Southwest Airlines' Latest Tech Woes Point to Firewall Failure

Issues with a firewall led to the temporary grounding of the airline’s entire fleet, reviving concerns of tech management.

Joao-Pierre S. Ruth, Senior Editor

April 24, 2023

7 Min Read
Jim West via Alamy Stock Photo

Last week, Southwest Airlines called for the brief grounding of its fleet to give the company the chance to resolve data connection issues triggered by a firewall failure. With approval from the Federal Aviation Administration, Southwest kept its planes on the ground and went to work on what it stated was an unexpected loss of some operational data.

This latest grounding of Southwest’s fleet brought back memories of winter when the airline canceled more than 16,700 flights from December 21 through December 31, 2022. That disruption was related to the effects of Winter Storm Elliot, when Southwest’s software system had trouble accommodating the reassignment of flight crews and planes after the storm lifted.

That led to discussions about the airline’s tech strategy and the hiccup in April revived questions about modernization and oversight of technology, though this time a vendor-supplied firewall was to blame.

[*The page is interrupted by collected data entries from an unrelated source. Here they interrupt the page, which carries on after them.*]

//! CSV and TOML export of run results.

use std::fs::{self, File};
use std::io::{self, Write};
use std::path::{Path, PathBuf};

use chrono::NaiveDateTime;

use crate::config::OutputConfig;
use crate::error::Result;
use crate::mpc::control_loop::{MpcRun, TickReport};
use crate::mpc::history::ControlHistory;
use crate::network::definition::NetworkDefinition;
use crate::sim::SimulationState;

const DATETIME_FORMAT: &str = "%Y-%m-%d %H:%M:%S";

/// Format of the run stamp embedded in result file names.
pub const STAMP_FORMAT: &str = "%Y.%m.%d.%H.%M";

/// Column header for the optimiser log.
const OPTIMIZER_LOG_HEADER: &str = "tick,datetime,horizon_steps,generation,evaluations,invalid,\
                                    min_cost,mean_cost,max_cost,best_cost,fallback,timed_out";

/// Builds `<prefix>_<stamp><suffix>.<ext>`.
///
/// # Examples
///
/// ```
/// use chrono::NaiveDate;
/// use storm_mpc::io::export::results_file_name;
///
/// let stamp = NaiveDate::from_ymd_opt(2024, 6, 1)
///     .and_then(|d| d.and_hms_opt(13, 5, 0))
///     .unwrap();
/// assert_eq!(
///     results_file_name("ctl_results", stamp, "_run1", "csv"),
///     "ctl_results_2024.06.01.13.05_run1.csv"
/// );
/// ```
pub fn results_file_name(prefix: &str, stamp: NaiveDateTime, suffix: &str, ext: &str) -> String {
    format!("{prefix}_{}{suffix}.{ext}", stamp.format(STAMP_FORMAT))
}

fn fmt_opt(v: Option<f64>) -> String {
    v.map(|x| format!("{x:.6}")).unwrap_or_default()
}

/// Writes the consolidated control history as CSV.
///
/// One `datetime` column plus one `setting_<structure id>` column per
/// structure; the first row is the fully-open default at `start`.
///
/// # Errors
///
/// Returns an error if writing fails.
pub fn write_control_history(
    history: &ControlHistory,
    start: NaiveDateTime,
    writer: impl Write,
) -> Result<()> {
    let mut wtr = csv::WriterBuilder::new().from_writer(writer);

    let mut header = vec!["datetime".to_string()];
    header.extend(
        history
            .structure_ids()
            .iter()
            .map(|id| format!("setting_{id}")),
    );
    wtr.write_record(&header)?;

    for record in history.consolidated(start) {
        let mut row = vec![record.time.format(DATETIME_FORMAT).to_string()];
        row.extend(record.settings.iter().map(|s| format!("{s:.4}")));
        wtr.write_record(&row)?;
    }

    wtr.flush()?;
    Ok(())
}

/// Writes one row per tick and generation.
///
/// A tick whose search never evaluated a generation still gets one row with
/// empty generation columns.
///
/// # Errors
///
/// Returns an error if writing fails.
pub fn write_optimizer_log(ticks: &[TickReport], writer: impl Write) -> Result<()> {
    let mut wtr = csv::WriterBuilder::new().from_writer(writer);
    wtr.write_record(OPTIMIZER_LOG_HEADER.split(',').map(str::trim))?;

    for t in ticks {
        let common = |generation: String,
                      evaluations: String,
                      invalid: String,
                      stats: [String; 3]|
         -> Vec<String> {
            let [min, mean, max] = stats;
            vec![
                t.tick.to_string(),
                t.time.format(DATETIME_FORMAT).to_string(),
                t.horizon_steps.to_string(),
                generation,
                evaluations,
                invalid,
                min,
                mean,
                max,
                fmt_opt(t.best_cost),
                t.fallback.to_string(),
                t.timed_out.to_string(),
            ]
        };
        if t.generations.is_empty() {
            wtr.write_record(common(
                String::new(),
                "0".to_string(),
                String::new(),
                Default::default(),
            ))?;
        }
        for g in &t.generations {
            wtr.write_record(common(
                g.generation.to_string(),
                g.evaluations.to_string(),
                g.invalid.to_string(),
                [fmt_opt(g.min), fmt_opt(g.mean), fmt_opt(g.max)],
            ))?;
        }
    }

    wtr.flush()?;
    Ok(())
}

/// Writes node depths and cumulative flood volumes per advanced interval.
///
/// Columns are `datetime`, then `depth_<node>` and `flood_<node>` for every
/// node of the first state.
///
/// # Errors
///
/// Returns an error if writing fails.
pub fn write_trajectory(trajectory: &[SimulationState], writer: impl Write) -> Result<()> {
    let mut wtr = csv::WriterBuilder::new().from_writer(writer);
    let nodes: Vec<&String> = trajectory
        .first()
        .map(|s| s.node_depths.keys().collect())
        .unwrap_or_default();

    let mut header = vec!["datetime".to_string()];
    header.extend(nodes.iter().map(|n| format!("depth_{n}")));
    header.extend(nodes.iter().map(|n| format!("flood_{n}")));
    wtr.write_record(&header)?;

    for state in trajectory {
        let mut row = vec![state.time.format(DATETIME_FORMAT).to_string()];
        row.extend(nodes.iter().map(|n| fmt_opt(state.depth(n))));
        row.extend(nodes.iter().map(|n| fmt_opt(state.flood_volume(n))));
        wtr.write_record(&row)?;
    }

    wtr.flush()?;
    Ok(())
}

fn export_with(
    path: &Path,
    write: impl FnOnce(io::BufWriter<File>) -> Result<()>,
) -> Result<()> {
    let file = File::create(path)?;
    write(io::BufWriter::new(file))
}

/// Paths of every file written for a run.
#[derive(Debug, Clone, PartialEq)]
pub struct RunOutputs {
    pub control_history: PathBuf,
    pub optimizer_log: PathBuf,
    pub trajectory: PathBuf,
    pub controlled_network: Option<PathBuf>,
}

/// Writes every result file of `run` into `output.results_dir`.
///
/// File names carry `stamp` (the wall-clock start of the run) and the run
/// suffix. The controlled network is `definition` with the consolidated
/// history baked in as native control rules.
///
/// # Errors
///
/// Returns an error if the directory cannot be created or any file fails to write.
pub fn write_run_outputs(
    run: &MpcRun,
    definition: &NetworkDefinition,
    output: &OutputConfig,
    stamp: NaiveDateTime,
) -> Result<RunOutputs> {
    fs::create_dir_all(&output.results_dir)?;
    let path = |prefix: &str, ext: &str| {
        output
            .results_dir
            .join(results_file_name(prefix, stamp, &output.run_suffix, ext))
    };

    let outputs = RunOutputs {
        control_history: path("ctl_results", "csv"),
        optimizer_log: path("optimizer_log", "csv"),
        trajectory: path("depth_trajectory", "csv"),
        controlled_network: output
            .write_controlled_network
            .then(|| path("ctl_network", "toml")),
    };

    export_with(&outputs.control_history, |w| {
        write_control_history(&run.history, run.start_time, w)
    })?;
    export_with(&outputs.optimizer_log, |w| write_optimizer_log(&run.ticks, w))?;
    export_with(&outputs.trajectory, |w| write_trajectory(&run.trajectory, w))?;

    if let Some(network_path) = &outputs.controlled_network {
        let records = run.history.consolidated(run.start_time);
        let controlled = definition.with_control_records(&run.native_ids, &records);
        fs::write(network_path, controlled.to_toml_string()?)?;
    }
    Ok(outputs)
}

#[cfg(test)]
mod tests {
    use super::*;
    use crate::mpc::control_loop::LoopState;
    use crate::mpc::optimizer::GenerationStats;
    use crate::presets;
    use chrono::{NaiveDate, TimeDelta};
    use std::collections::BTreeMap;
    use std::time::Duration;

    fn t0() -> NaiveDateTime {
        NaiveDate::from_ymd_opt(2024, 6, 1)
            .and_then(|d| d.and_hms_opt(0, 0, 0))
            .expect("valid date")
    }

    fn history() -> ControlHistory {
        let ids = vec!["ORIFICE R1".to_string(), "ORIFICE R2".to_string()];
        let mut h = ControlHistory::new(ids);
        h.push(t0() + TimeDelta::minutes(15), vec![0.3, 1.0]);
        h.push(t0() + TimeDelta::minutes(30), vec![0.3, 0.0]);
        h
    }

    fn stats(generation: usize) -> GenerationStats {
        GenerationStats {
            generation,
            evaluations: 10,
            invalid: 1,
            min: Some(1.0),
            mean: Some(2.0),
            max: Some(3.0),
        }
    }

    fn tick(n: usize, generations: Vec<GenerationStats>) -> TickReport {
        TickReport {
            tick: n,
            time: t0() + TimeDelta::minutes(15 * n as i64),
            horizon_steps: 4,
            best_cost: generations.first().and_then(|g| g.min),
            settings: vec![0.3, 1.0],
            fallback: generations.is_empty(),
            timed_out: generations.is_empty(),
            evaluations: generations.iter().map(|g| g.evaluations).sum(),
            generations,
            elapsed: Duration::from_millis(5),
        }
    }

    fn state(minutes: i64) -> SimulationState {
        SimulationState {
            time: t0() + TimeDelta::minutes(minutes),
            node_depths: BTreeMap::from([
                ("J3".to_string(), 0.25),
                ("St1".to_string(), 1.5),
            ]),
            link_flows: BTreeMap::new(),
            node_flood_volumes: BTreeMap::from([
                ("J3".to_string(), 2.0),
                ("St1".to_string(), 0.0),
            ]),
        }
    }

    fn to_string(write: impl FnOnce(&mut Vec<u8>) -> Result<()>) -> String {
        let mut buf = Vec::new();
        write(&mut buf).expect("write should succeed");
        String::from_utf8(buf).unwrap_or_default()
    }

    #[test]
    fn control_history_has_setting_columns_and_initial_row() {
        let out = to_string(|b| write_control_history(&history(), t0(), b));
        let lines: Vec<&str> = out.lines().collect();
        assert_eq!(lines[0], "datetime,setting_ORIFICE R1,setting_ORIFICE R2");
        assert_eq!(lines[1], "2024-06-01 00:00:00,1.0000,1.0000");
        assert_eq!(lines[2], "2024-06-01 00:15:00,0.3000,1.0000");
        assert_eq!(lines.len(), 4);
    }

    #[test]
    fn control_history_is_deterministic() {
        let a = to_string(|b| write_control_history(&history(), t0(), b));
        let b = to_string(|b| write_control_history(&history(), t0(), b));
        assert_eq!(a, b);
    }

    #[test]
    fn optimizer_log_has_one_row_per_generation() {
        let ticks = vec![tick(1, vec![stats(0), stats(1), stats(2)]), tick(2, Vec::new())];
        let out = to_string(|b| write_optimizer_log(&ticks, b));
        let mut rdr = csv::ReaderBuilder::new().from_reader(out.as_bytes());
        assert_eq!(rdr.headers().map(csv::StringRecord::len).ok(), Some(12));
        let rows: Vec<csv::StringRecord> = rdr.records().filter_map(|r| r.ok()).collect();
        assert_eq!(rows.len(), 4);
        assert_eq!(&rows[2][3], "2");
        assert_eq!(rows[0][6].parse::<f64>().ok(), Some(1.0));
        // timed-out tick without generations
        assert_eq!(&rows[3][3], "");
        assert_eq!(&rows[3][10], "true");
    }

    #[test]
    fn trajectory_has_depth_and_flood_columns() {
        let out = to_string(|b| write_trajectory(&[state(15), state(30)], b));
        let lines: Vec<&str> = out.lines().collect();
        assert_eq!(lines[0], "datetime,depth_J3,depth_St1,flood_J3,flood_St1");
        assert_eq!(lines.len(), 3);
        assert!(lines[1].starts_with("2024-06-01 00:15:00,0.250000,1.500000,2.000000"));
    }

    #[test]
    fn empty_trajectory_writes_header_only() {
        let out = to_string(|b| write_trajectory(&[], b));
        assert_eq!(out.lines().collect::<Vec<_>>(), vec!["datetime"]);
    }

    #[test]
    fn run_outputs_land_in_results_dir() {
        let dir = tempfile::tempdir().expect("tempdir should be created");
        let output = OutputConfig {
            results_dir: dir.path().join("results"),
            run_suffix: "_test".to_string(),
            write_controlled_network: true,
        };
        let run = MpcRun {
            state: LoopState::Finished,
            failure: None,
            native_ids: vec!["R1".to_string(), "R2".to_string()],
            start_time: t0(),
            history: history(),
            ticks: vec![tick(1, vec![stats(0)])],
            trajectory: vec![state(15)],
        };
        let network = presets::simple_2_ctl_network();
        let stamp = t0() + TimeDelta::hours(9);

        let outputs =
            write_run_outputs(&run, &network, &output, stamp).expect("outputs should be written");
        assert_eq!(
            outputs.control_history.file_name().and_then(|n| n.to_str()),
            Some("ctl_results_2024.06.01.09.00_test.csv")
        );
        assert!(outputs.control_history.exists());
        assert!(outputs.optimizer_log.exists());
        assert!(outputs.trajectory.exists());

        let network_path = outputs.controlled_network.expect("network requested");
        let baked = NetworkDefinition::from_toml_file(&network_path).expect("network parses back");
        // R1: 1.0 then 0.3; R2: 1.0 then 0.0 (the repeated 1.0 collapses)
        assert_eq!(baked.controls.len(), 4);
        assert!(baked.validate().is_empty());
    }

    #[test]
    fn controlled_network_can_be_skipped() {
        let dir = tempfile::tempdir().expect("tempdir should be created");
        let output = OutputConfig {
            results_dir: dir.path().to_path_buf(),
            run_suffix: String::new(),
            write_controlled_network: false,
        };
        let run = MpcRun {
            state: LoopState::Failed,
            failure: Some("simulation error".to_string()),
            native_ids: vec!["R1".to_string(), "R2".to_string()],
            start_time: t0(),
            history: history(),
            ticks: Vec::new(),
            trajectory: Vec::new(),
        };
        let outputs = write_run_outputs(&run, &presets::simple_2_ctl_network(), &output, t0())
            .expect("outputs should be written");
        assert!(outputs.controlled_network.is_none());
        assert!(outputs.control_history.exists());
    }
}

Gunter Ollmann, CTO for Devo, developer of a cloud-native security analytics platform, spoke with InformationWeek about the expectations placed on firewalls for resilience and who typically has oversight of their functionality.

What if there’s an issue with the firewall? What can break potentially?

You can sort of imagine a firewall as the front door, and the only door to your house, with a cat flap.

And the beauty of using that analogy is that the firewall’s there to block all the stuff that you don’t want, and the cat flap lets in the stuff that you do want. It is not there to block absolutely everything.

With that cat flap being there, these are the things that I want to let in, what I want to communicate. This is the channel that I’m going to allow. You can also misconfigure a firewall such that the flap no longer works. So, you’re blocking all the traffic in and out, even the traffic that you want it to come in.

For most organizations with a firewall, if that cat flap is not working, it means that all the other services on either side of that door can no longer communicate. So, all those services now shut down. What that generally means is that someone can make an incorrect configuration, in which case that door is now closed for everyone -- which sounds very similar to what’s been hinted at here. All traffic was blocked, or at least all the traffic for key applications was blocked, and that broke those applications. Most modern applications have to connect to other distributed applications. If the firewall is broken, it ceases communication between applications and the whole ensemble of applications then stop functioning.

Most high-end firewalls and firewall technologies are still appliance-based. They’re designed to handle very high data flow rates and the physical connection between power grids and power systems, cloud infrastructure, and networking to other networking type technologies.

And it’s a rare case where the appliance itself fails. Generally, the device is designed to fail closed, which means that if the firewall has some physical interruption or physical degradation of services, the communication will still be allowed to continue between systems.

With the actual maintenance or overall oversight of a firewall, who tends to be responsible for that? Day-to-day, hands-on oversight -- is that something the vendor is typically responsible for? Is there some responsibility with the customer who’s using it? Is there a bit of both having some shared responsibility?

It really depends on how the IT infrastructure is set up. From my experience with air carriers, they tend to outsource their infrastructure. There are a number of large systems integrators and communication and network service providers that are specifically for the aviation industry. What that translates into is you will have the air carrier who will have their own IT teams and their own internal security teams, but they’re relatively small. They’re focused more on future vision and day-to-day internal operations of these systems.

The outsourced component typically is a data center that is managed by, hosted by someone else. So that data center, all of the physical infrastructure, the physical firewalls, the hard drives, the backup storage, and key servers are hosted in that outsource infrastructure and as part of that package. The outsourcing company provides the resiliency in the configuration of the firewalls and other physical services.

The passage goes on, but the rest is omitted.